Exercise instructions — Select all lines in the records that include "DuplicateTool".

Given records —
//! toolkit command-line demo
//!
//! Sends one prompt with an `echo` tool registered and prints every response of
//! the run as JSON. `TOOLKIT_PROVIDER` picks the backend (`claude` by default,
//! or `bedrock`).
//!
//! ```text
//! CLAUDE_API_KEY=... toolkit-cli "Please echo 'hello world'"
//! TOOLKIT_PROVIDER=bedrock AWS_BEARER_TOKEN_BEDROCK=... BEDROCK_MODEL_ID=... toolkit-cli
//! ```

use std::sync::Arc;

use async_trait::async_trait;
use serde_json::{Value, json};
use tracing_subscriber::{layer::SubscriberExt, util::SubscriberInitExt};

use toolkit_core::{Client, Provider, RequestBuilder, RequestOptions, Role, Tool, ToolError};
use toolkit_runtime::{BedrockProvider, ClaudeProvider};

const DEFAULT_PROMPT: &str = "Use the echo tool to repeat 'hello from the toolkit'.";

/// Repeats its `text` input back to the model
struct EchoTool;

#[async_trait]
impl Tool for EchoTool {
    fn name(&self) -> &str {
        "echo"
    }

    fn description(&self) -> &str {
        "Echoes the provided text back"
    }

    fn input_schema(&self) -> Value {
        json!({
            "type": "object",
            "properties": {
                "text": {"type": "string", "description": "Text to echo"}
            },
            "required": ["text"]
        })
    }

    async fn perform(&self, input: &Value) -> Result<String, ToolError> {
        input["text"]
            .as_str()
            .map(str::to_string)
            .ok_or_else(|| ToolError::safe("missing required field: text"))
    }
}

fn prompt_from_args(args: impl Iterator<Item = String>) -> String {
    let prompt = args.collect::<Vec<_>>().join(" ");
    if prompt.trim().is_empty() {
        DEFAULT_PROMPT.to_string()
    } else {
        prompt
    }
}

fn provider_from_env(choice: Option<&str>) -> anyhow::Result<Arc<dyn Provider>> {
    match choice.unwrap_or("claude") {
        "claude" => Ok(Arc::new(ClaudeProvider::from_env()?)),
        "bedrock" => Ok(Arc::new(BedrockProvider::from_env()?)),
        other => anyhow::bail!("unknown TOOLKIT_PROVIDER '{other}' (expected claude or bedrock)"),
    }
}

#[tokio::main]
async fn main() -> anyhow::Result<()> {
    // Load environment
    dotenvy::dotenv().ok();

    tracing_subscriber::registry()
        .with(tracing_subscriber::EnvFilter::new(
            std::env::var("RUST_LOG").unwrap_or_else(|_| "info".into()),
        ))
        .with(tracing_subscriber::fmt::layer())
        .init();

    let provider = provider_from_env(std::env::var("TOOLKIT_PROVIDER").ok().as_deref())?;
    tracing::info!(
        provider = %provider.name(),
        model = provider.model_identifier().unwrap_or("unknown"),
        "Provider ready"
    );

    let client = Client::new(provider)
        .before_request(|request, context| {
            tracing::info!(
                provider = %context.provider,
                messages = request.messages.len(),
                tools = request.tools.len(),
                "Sending request"
            );
            Ok(())
        })
        .after_request(|_, payload, context| {
            tracing::info!(
                provider = %context.provider,
                stop_reason = %payload.stop_reason,
                tool_uses = payload.tool_uses.len(),
                "Received response"
            );
            Ok(())
        });

    let mut builder = RequestBuilder::new();
    builder
        .set_system_prompt("You are a helpful assistant. Use tools when asked.")
        .add_message(Role::User, prompt_from_args(std::env::args().skip(1)));
    builder.register_local(EchoTool)?;

    let responses = client.request(builder, &RequestOptions::default()).await?;

    println!("{}", serde_json::to_string_pretty(&responses)?);
    tracing::info!(
        calls = responses.len(),
        input_tokens = responses.total_input_tokens(),
        output_tokens = responses.total_output_tokens(),
        elapsed_ms = responses.total_execution_time().as_millis(),
        "Done"
    );

    Ok(())
}

#[cfg(test)]
mod tests {
    use super::*;

    #[tokio::test]
    async fn test_echo_tool() {
        let output = EchoTool.perform(&json!({"text": "hi"})).await.unwrap();
        assert_eq!(output, "hi");

        let outcome = EchoTool.call(&json!({})).await;
        assert!(!outcome.is_terminate());
        assert_eq!(outcome.output(), "missing required field: text");
    }

    #[test]
    fn test_unknown_provider_is_rejected() {
        let err = provider_from_env(Some("ollama")).err().unwrap();
        assert!(err.to_string().contains("unknown TOOLKIT_PROVIDER"));
    }

    #[test]
    fn test_prompt_from_args() {
        let args = ["echo", "this"].map(String::from).into_iter();
        assert_eq!(prompt_from_args(args), "echo this");
        assert_eq!(prompt_from_args(std::iter::empty()), DEFAULT_PROMPT);
    }
}
//! Error Types

use thiserror::Error;

/// Result type alias for toolkit operations
pub type Result<T> = std::result::Result<T, ToolkitError>;

/// Toolkit error types
#[derive(Error, Debug)]
pub enum ToolkitError {
    /// LLM provider error
    #[error("Provider error: {0}")]
    Provider(String),

    /// Provider unavailable or not responding
    #[error("Provider unavailable: {0}")]
    ProviderUnavailable(String),

    /// A tool-use request named a tool with no local implementation
    #[error("Tool not found: {0}")]
    ToolNotFound(String),

    /// A tool with the same name was already registered
    #[error("Duplicate tool: {0}")]
    DuplicateTool(String),

    /// Tool input schema is not a usable JSON schema
    #[error("Invalid tool schema for '{tool}': {reason}")]
    InvalidSchema { tool: String, reason: String },

    /// The before-request hook rejected the call
    #[error("Hook error: {0}")]
    Hook(String),

    /// Provider payload could not be understood
    #[error("Parse error: {0}")]
    Parse(String),

    /// Configuration error
    #[error("Configuration error: {0}")]
    Config(String),

    /// Rate limited
    #[error("Rate limited: {0}")]
    RateLimited(String),

    /// Authentication failed
    #[error("Authentication failed: {0}")]
    Auth(String),

    /// JSON serialization error
    #[error("JSON error: {0}")]
    Json(#[from] serde_json::Error),
}

impl ToolkitError {
    /// Whether this error comes from caller configuration rather than the provider
    pub fn is_configuration(&self) -> bool {
        matches!(
            self,
            ToolkitError::ToolNotFound(_)
                | ToolkitError::DuplicateTool(_)
                | ToolkitError::InvalidSchema { .. }
                | ToolkitError::Config(_)
        )
    }

    /// Convert to a user-friendly message
    pub fn user_message(&self) -> String {
        match self {
            ToolkitError::Provider(msg) => format!("The AI service encountered an error: {msg}"),
            ToolkitError::ProviderUnavailable(_) => {
                "The AI service is currently unavailable. Please try again.".into()
            }
            ToolkitError::ToolNotFound(name) => format!("The tool '{name}' is not available."),
            ToolkitError::DuplicateTool(name) => {
                format!("The tool '{name}' was registered more than once.")
            }
            ToolkitError::InvalidSchema { tool, .. } => {
                format!("The tool '{tool}' has an invalid input schema.")
            }
            ToolkitError::RateLimited(_) => {
                "You've made too many requests. Please wait a moment.".into()
            }
            ToolkitError::Auth(_) => "Authentication failed. Please check your credentials.".into(),
            _ => "An unexpected error occurred.".into(),
        }
    }
}

#[cfg(test)]
mod tests {
    use super::*;

    #[test]
    fn test_configuration_classification() {
        assert!(ToolkitError::ToolNotFound("echo".into()).is_configuration());
        assert!(ToolkitError::DuplicateTool("echo".into()).is_configuration());
        assert!(!ToolkitError::Provider("boom".into()).is_configuration());
        assert!(!ToolkitError::Hook("nope".into()).is_configuration());
    }

    #[test]
    fn test_user_message_hides_details() {
        let err = ToolkitError::Auth("key sk-123 rejected".into());
        assert!(!err.user_message().contains("sk-123"));
    }
}
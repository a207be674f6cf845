//! # toolkit-runtime
//!
//! Provider transports for toolkit-core.
//!
//! ## Providers
//!
//! - **Claude** (default): Anthropic Messages API
//! - **Bedrock** (default): Anthropic models through AWS Bedrock `InvokeModel`
//!
//! ## Usage
//!
//! ```rust,ignore
//! use toolkit_runtime::ClaudeProvider;
//!
//! let provider = ClaudeProvider::from_env()?;
//! let client = Client::new(Arc::new(provider));
//! let responses = client.request(builder, &RequestOptions::default()).await?;
//! ```

#[cfg(any(feature = "claude", feature = "bedrock"))]
mod http;

#[cfg(feature = "claude")]
pub mod claude;

#[cfg(feature = "bedrock")]
pub mod bedrock;

#[cfg(feature = "claude")]
pub use claude::{ClaudeConfig, ClaudeProvider};

#[cfg(feature = "bedrock")]
pub use bedrock::{BedrockConfig, BedrockProvider};

// Re-export core types for convenience
pub use toolkit_core::{
    Client, Provider, RequestBuilder, RequestOptions, ResponseCollection, Result, Role, Tool,
    ToolkitError,
};
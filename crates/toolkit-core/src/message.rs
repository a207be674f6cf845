//! Conversation Messages
//!
//! Role/content entries sent to providers. Content is opaque JSON so that plain
//! text and provider content blocks travel through the same type.

use serde::{Deserialize, Serialize};
use serde_json::{Value, json};

/// Common message roles
///
/// Roles on [`ChatMessage`] are free-form strings because providers disagree
/// on the set; this enum only names the ones the toolkit itself emits.
#[derive(Clone, Copy, Debug, PartialEq, Eq, Serialize, Deserialize)]
#[serde(rename_all = "lowercase")]
pub enum Role {
    /// User input
    User,
    /// Assistant (LLM) response
    Assistant,
}

impl Role {
    pub fn as_str(self) -> &'static str {
        match self {
            Role::User => "user",
            Role::Assistant => "assistant",
        }
    }
}

impl std::fmt::Display for Role {
    fn fmt(&self, f: &mut std::fmt::Formatter<'_>) -> std::fmt::Result {
        f.write_str(self.as_str())
    }
}

impl From<Role> for String {
    fn from(role: Role) -> Self {
        role.as_str().to_string()
    }
}

/// A single message in a conversation
#[derive(Clone, Debug, PartialEq, Serialize, Deserialize)]
pub struct ChatMessage {
    /// Message role
    pub role: String,

    /// Text or structured content, passed through unchanged
    pub content: Value,
}

impl ChatMessage {
    /// Create a new message
    pub fn new(role: impl Into<String>, content: impl Into<Value>) -> Self {
        Self {
            role: role.into(),
            content: content.into(),
        }
    }

    /// Create a user message
    pub fn user(content: impl Into<Value>) -> Self {
        Self::new(Role::User, content)
    }

    /// Create an assistant message
    pub fn assistant(content: impl Into<Value>) -> Self {
        Self::new(Role::Assistant, content)
    }

    /// Assistant entry recording a tool-use request
    pub fn tool_use(id: &str, name: &str, input: &Value) -> Self {
        Self::assistant(json!([{
            "type": "tool_use",
            "id": id,
            "name": name,
            "input": input,
        }]))
    }

    /// User entry carrying a tool's output back to the model
    pub fn tool_result(tool_use_id: &str, content: &str) -> Self {
        Self::user(json!([{
            "type": "tool_result",
            "tool_use_id": tool_use_id,
            "content": content,
        }]))
    }

    /// Text content, if this message holds a plain string
    pub fn text(&self) -> Option<&str> {
        self.content.as_str()
    }
}

#[cfg(test)]
mod tests {
    use super::*;

    #[test]
    fn test_message_creation() {
        let msg = ChatMessage::user("Hello");
        assert_eq!(msg.role, "user");
        assert_eq!(msg.text(), Some("Hello"));
    }

    #[test]
    fn test_roles_are_free_form() {
        let msg = ChatMessage::new("developer", "be brief");
        assert_eq!(msg.role, "developer");
    }

    #[test]
    fn test_tool_entries() {
        let request = ChatMessage::tool_use("tu_1", "echo", &json!({"text": "hi"}));
        assert_eq!(request.role, "assistant");
        assert_eq!(request.content[0]["type"], "tool_use");
        assert_eq!(request.content[0]["input"]["text"], "hi");

        let result = ChatMessage::tool_result("tu_1", "hi");
        assert_eq!(result.role, "user");
        assert_eq!(result.content[0]["tool_use_id"], "tu_1");
        assert_eq!(result.content[0]["content"], "hi");
        assert_eq!(result.text(), None);
    }
}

Task response —
    DuplicateTool(String),
                | ToolkitError::DuplicateTool(_)
            ToolkitError::DuplicateTool(name) => {
        assert!(ToolkitError::DuplicateTool("echo".into()).is_configuration());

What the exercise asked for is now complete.